-- TASK DETAILS --
Show all lines containing "BooleanBuilder" from the data below.

-- Saved entries --
___

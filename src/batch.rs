//! Columnar batches
//!
//! A [`ColumnarBatch`] holds one Arrow array per attribute field, an optional array of WKB
//! geometries and optional feature ids, all of the same length. Nulls are carried by the
//! arrays' validity bitmaps.

use std::collections::HashMap;
use std::sync::Arc;

use arrow_array::builder::{
    BinaryBuilder, BooleanBuilder, Date32Builder, Float32Builder, Float64Builder, Int16Builder,
    Int32Builder, Int64Builder, StringBuilder, Time32MillisecondBuilder,
    TimestampMillisecondBuilder,
};
use arrow_array::{Array, ArrayRef, BinaryArray, Int64Array, RecordBatch};
use arrow_schema::{DataType, Field, Schema, TimeUnit};

use crate::errors::*;
use crate::vector::Feature;

/// Name of the feature id column in [`ColumnarBatch::into_record_batch`].
pub const FID_COLUMN: &str = "fid";
/// Name of the geometry column in [`ColumnarBatch::into_record_batch`].
pub const GEOMETRY_COLUMN: &str = "geometry";

/// Equal-length typed arrays: attribute columns, geometries and feature ids.
#[derive(Clone, Debug)]
pub struct ColumnarBatch {
    columns: Vec<(String, ArrayRef)>,
    geometry: Option<BinaryArray>,
    fids: Option<Int64Array>,
    num_rows: usize,
}

impl ColumnarBatch {
    /// Builds a batch from named attribute columns and optional WKB geometries.
    ///
    /// Fails if column names repeat or if arrays differ in length.
    pub fn try_new(
        columns: Vec<(String, ArrayRef)>,
        geometry: Option<BinaryArray>,
    ) -> Result<ColumnarBatch> {
        let num_rows = columns
            .first()
            .map(|(_, array)| array.len())
            .or_else(|| geometry.as_ref().map(Array::len))
            .unwrap_or(0);
        for (idx, (name, array)) in columns.iter().enumerate() {
            if columns[..idx].iter().any(|(other, _)| other == name) {
                return Err(OgrioError::BadArgument(format!(
                    "Duplicate column name '{name}'"
                )));
            }
            if array.len() != num_rows {
                return Err(OgrioError::BadArgument(format!(
                    "Column '{name}' has {} rows, expected {num_rows}",
                    array.len()
                )));
            }
        }
        if let Some(geometry) = &geometry {
            if geometry.len() != num_rows {
                return Err(OgrioError::BadArgument(format!(
                    "Geometry array has {} rows, expected {num_rows}",
                    geometry.len()
                )));
            }
        }
        Ok(ColumnarBatch {
            columns,
            geometry,
            fids: None,
            num_rows,
        })
    }

    /// Attaches feature ids.
    pub fn with_fids(mut self, fids: Int64Array) -> Result<ColumnarBatch> {
        if fids.len() != self.num_rows {
            return Err(OgrioError::BadArgument(format!(
                "Feature id array has {} rows, expected {}",
                fids.len(),
                self.num_rows
            )));
        }
        self.fids = Some(fids);
        Ok(self)
    }

    pub fn num_rows(&self) -> usize {
        self.num_rows
    }

    pub fn is_empty(&self) -> bool {
        self.num_rows == 0
    }

    pub fn columns(&self) -> &[(String, ArrayRef)] {
        &self.columns
    }

    pub fn column(&self, name: &str) -> Option<&ArrayRef> {
        self.columns
            .iter()
            .find(|(column, _)| column == name)
            .map(|(_, array)| array)
    }

    pub fn column_names(&self) -> impl Iterator<Item = &str> {
        self.columns.iter().map(|(name, _)| name.as_str())
    }

    /// ISO WKB geometries; nulls mark features without geometry.
    pub fn geometry(&self) -> Option<&BinaryArray> {
        self.geometry.as_ref()
    }

    pub fn fids(&self) -> Option<&Int64Array> {
        self.fids.as_ref()
    }

    /// Converts the batch into an Arrow [`RecordBatch`].
    ///
    /// Columns are laid out as `fid` (when present), the attribute columns, then `geometry`
    /// (when present) tagged with the `geoarrow.wkb` extension name.
    pub fn into_record_batch(self) -> Result<RecordBatch> {
        let mut fields = Vec::with_capacity(self.columns.len() + 2);
        let mut arrays: Vec<ArrayRef> = Vec::with_capacity(self.columns.len() + 2);

        if let Some(fids) = self.fids {
            fields.push(Field::new(FID_COLUMN, DataType::Int64, fids.null_count() > 0));
            arrays.push(Arc::new(fids));
        }
        for (name, array) in self.columns {
            if name == FID_COLUMN || name == GEOMETRY_COLUMN {
                return Err(OgrioError::BadArgument(format!(
                    "Column name '{name}' is reserved in record batches"
                )));
            }
            fields.push(Field::new(name, array.data_type().clone(), true));
            arrays.push(array);
        }
        if let Some(geometry) = self.geometry {
            let metadata = HashMap::from([(
                "ARROW:extension:name".to_string(),
                "geoarrow.wkb".to_string(),
            )]);
            fields.push(Field::new(GEOMETRY_COLUMN, DataType::Binary, true).with_metadata(metadata));
            arrays.push(Arc::new(geometry));
        }

        let schema = Arc::new(Schema::new(fields));
        if arrays.is_empty() {
            let options = arrow_array::RecordBatchOptions::new().with_row_count(Some(self.num_rows));
            return Ok(RecordBatch::try_new_with_options(schema, arrays, &options)?);
        }
        Ok(RecordBatch::try_new(schema, arrays)?)
    }
}

/// Typed builder for one attribute column being read.
pub(crate) enum ColumnBuilder {
    Boolean(BooleanBuilder),
    Int16(Int16Builder),
    Int32(Int32Builder),
    Int64(Int64Builder),
    Float32(Float32Builder),
    Float64(Float64Builder),
    Utf8(StringBuilder),
    Binary(BinaryBuilder),
    Date32(Date32Builder),
    Time32(Time32MillisecondBuilder),
    Timestamp(TimestampMillisecondBuilder),
}

/// Bytes reserved per row for variable length values.
const VALUE_BYTES_HINT: usize = 16;

impl ColumnBuilder {
    /// Builder for `data_type`, which must be one produced by [`crate::types::to_arrow`].
    pub(crate) fn with_capacity(data_type: &DataType, capacity: usize) -> Result<ColumnBuilder> {
        let builder = match data_type {
            DataType::Boolean => ColumnBuilder::Boolean(BooleanBuilder::with_capacity(capacity)),
            DataType::Int16 => ColumnBuilder::Int16(Int16Builder::with_capacity(capacity)),
            DataType::Int32 => ColumnBuilder::Int32(Int32Builder::with_capacity(capacity)),
            DataType::Int64 => ColumnBuilder::Int64(Int64Builder::with_capacity(capacity)),
            DataType::Float32 => ColumnBuilder::Float32(Float32Builder::with_capacity(capacity)),
            DataType::Float64 => ColumnBuilder::Float64(Float64Builder::with_capacity(capacity)),
            DataType::Utf8 => ColumnBuilder::Utf8(StringBuilder::with_capacity(
                capacity,
                capacity.saturating_mul(VALUE_BYTES_HINT),
            )),
            DataType::Binary => ColumnBuilder::Binary(BinaryBuilder::with_capacity(
                capacity,
                capacity.saturating_mul(VALUE_BYTES_HINT),
            )),
            DataType::Date32 => ColumnBuilder::Date32(Date32Builder::with_capacity(capacity)),
            DataType::Time32(TimeUnit::Millisecond) => {
                ColumnBuilder::Time32(Time32MillisecondBuilder::with_capacity(capacity))
            }
            DataType::Timestamp(TimeUnit::Millisecond, None) => {
                ColumnBuilder::Timestamp(TimestampMillisecondBuilder::with_capacity(capacity))
            }
            other => {
                return Err(OgrioError::BadArgument(format!(
                    "No column builder for {other}"
                )))
            }
        };
        Ok(builder)
    }

    /// Appends the value of field `idx` of `feature`, or a null if it has none.
    pub(crate) fn append_field(&mut self, feature: &Feature<'_>, idx: usize) {
        if !feature.has_value(idx) {
            self.append_null();
            return;
        }
        match self {
            ColumnBuilder::Boolean(b) => b.append_value(feature.field_as_i32(idx) != 0),
            ColumnBuilder::Int16(b) => b.append_value(feature.field_as_i32(idx) as i16),
            ColumnBuilder::Int32(b) => b.append_value(feature.field_as_i32(idx)),
            ColumnBuilder::Int64(b) => b.append_value(feature.field_as_i64(idx)),
            ColumnBuilder::Float32(b) => b.append_value(feature.field_as_f64(idx) as f32),
            ColumnBuilder::Float64(b) => b.append_value(feature.field_as_f64(idx)),
            ColumnBuilder::Utf8(b) => b.append_value(feature.field_as_str(idx)),
            ColumnBuilder::Binary(b) => b.append_value(feature.field_as_bytes(idx)),
            ColumnBuilder::Date32(b) => b.append_option(
                feature
                    .field_as_datetime(idx)
                    .and_then(|parts| parts.days_since_epoch()),
            ),
            ColumnBuilder::Time32(b) => b.append_option(
                feature
                    .field_as_datetime(idx)
                    .map(|parts| parts.millis_of_day()),
            ),
            ColumnBuilder::Timestamp(b) => b.append_option(
                feature
                    .field_as_datetime(idx)
                    .and_then(|parts| parts.epoch_millis()),
            ),
        }
    }

    pub(crate) fn append_null(&mut self) {
        match self {
            ColumnBuilder::Boolean(b) => b.append_null(),
            ColumnBuilder::Int16(b) => b.append_null(),
            ColumnBuilder::Int32(b) => b.append_null(),
            ColumnBuilder::Int64(b) => b.append_null(),
            ColumnBuilder::Float32(b) => b.append_null(),
            ColumnBuilder::Float64(b) => b.append_null(),
            ColumnBuilder::Utf8(b) => b.append_null(),
            ColumnBuilder::Binary(b) => b.append_null(),
            ColumnBuilder::Date32(b) => b.append_null(),
            ColumnBuilder::Time32(b) => b.append_null(),
            ColumnBuilder::Timestamp(b) => b.append_null(),
        }
    }

    pub(crate) fn finish(&mut self) -> ArrayRef {
        match self {
            ColumnBuilder::Boolean(b) => Arc::new(b.finish()),
            ColumnBuilder::Int16(b) => Arc::new(b.finish()),
            ColumnBuilder::Int32(b) => Arc::new(b.finish()),
            ColumnBuilder::Int64(b) => Arc::new(b.finish()),
            ColumnBuilder::Float32(b) => Arc::new(b.finish()),
            ColumnBuilder::Float64(b) => Arc::new(b.finish()),
            ColumnBuilder::Utf8(b) => Arc::new(b.finish()),
            ColumnBuilder::Binary(b) => Arc::new(b.finish()),
            ColumnBuilder::Date32(b) => Arc::new(b.finish()),
            ColumnBuilder::Time32(b) => Arc::new(b.finish()),
            ColumnBuilder::Timestamp(b) => Arc::new(b.finish()),
        }
    }
}

#[cfg(test)]
mod tests {
    use arrow_array::{Float64Array, StringArray};

    use super::*;

    fn names() -> ArrayRef {
        Arc::new(StringArray::from(vec![Some("a"), None, Some("c")]))
    }

    #[test]
    fn test_lengths_must_agree() {
        let short: ArrayRef = Arc::new(Float64Array::from(vec![1.0, 2.0]));
        let err = ColumnarBatch::try_new(
            vec![("name".to_string(), names()), ("area".to_string(), short)],
            None,
        )
        .unwrap_err();
        assert!(matches!(err, OgrioError::BadArgument(_)));

        let geometry = BinaryArray::from(vec![Some(&b"\x01"[..])]);
        assert!(ColumnarBatch::try_new(vec![("name".to_string(), names())], Some(geometry)).is_err());

        let batch = ColumnarBatch::try_new(vec![("name".to_string(), names())], None).unwrap();
        assert!(batch.with_fids(Int64Array::from(vec![1])).is_err());
    }

    #[test]
    fn test_duplicate_names() {
        let err = ColumnarBatch::try_new(
            vec![("name".to_string(), names()), ("name".to_string(), names())],
            None,
        )
        .unwrap_err();
        assert!(matches!(err, OgrioError::BadArgument(_)));
    }

    #[test]
    fn test_into_record_batch() {
        let geometry = BinaryArray::from(vec![Some(&b"\x01"[..]), None, Some(&b"\x02"[..])]);
        let batch = ColumnarBatch::try_new(vec![("name".to_string(), names())], Some(geometry))
            .unwrap()
            .with_fids(Int64Array::from(vec![3, 7, 9]))
            .unwrap();
        assert_eq!(batch.num_rows(), 3);

        let record_batch = batch.into_record_batch().unwrap();
        assert_eq!(record_batch.num_rows(), 3);
        let schema = record_batch.schema();
        let names: Vec<_> = schema.fields().iter().map(|f| f.name().as_str()).collect();
        assert_eq!(names, vec!["fid", "name", "geometry"]);
        assert_eq!(
            schema
                .field(2)
                .metadata()
                .get("ARROW:extension:name")
                .map(String::as_str),
            Some("geoarrow.wkb")
        );
        assert_eq!(record_batch.column(1).null_count(), 1);
    }

    #[test]
    fn test_reserved_names() {
        let batch =
            ColumnarBatch::try_new(vec![("geometry".to_string(), names())], None).unwrap();
        assert!(batch.into_record_batch().is_err());
    }

    #[test]
    fn test_empty_batch() {
        let batch = ColumnarBatch::try_new(Vec::new(), None).unwrap();
        assert!(batch.is_empty());
        let record_batch = batch.into_record_batch().unwrap();
        assert_eq!(record_batch.num_rows(), 0);
    }
}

___

-- EXERCISE ANSWER --
    BinaryBuilder, BooleanBuilder, Date32Builder, Float32Builder, Float64Builder, Int16Builder,
    Boolean(BooleanBuilder),
            DataType::Boolean => ColumnBuilder::Boolean(BooleanBuilder::with_capacity(capacity)),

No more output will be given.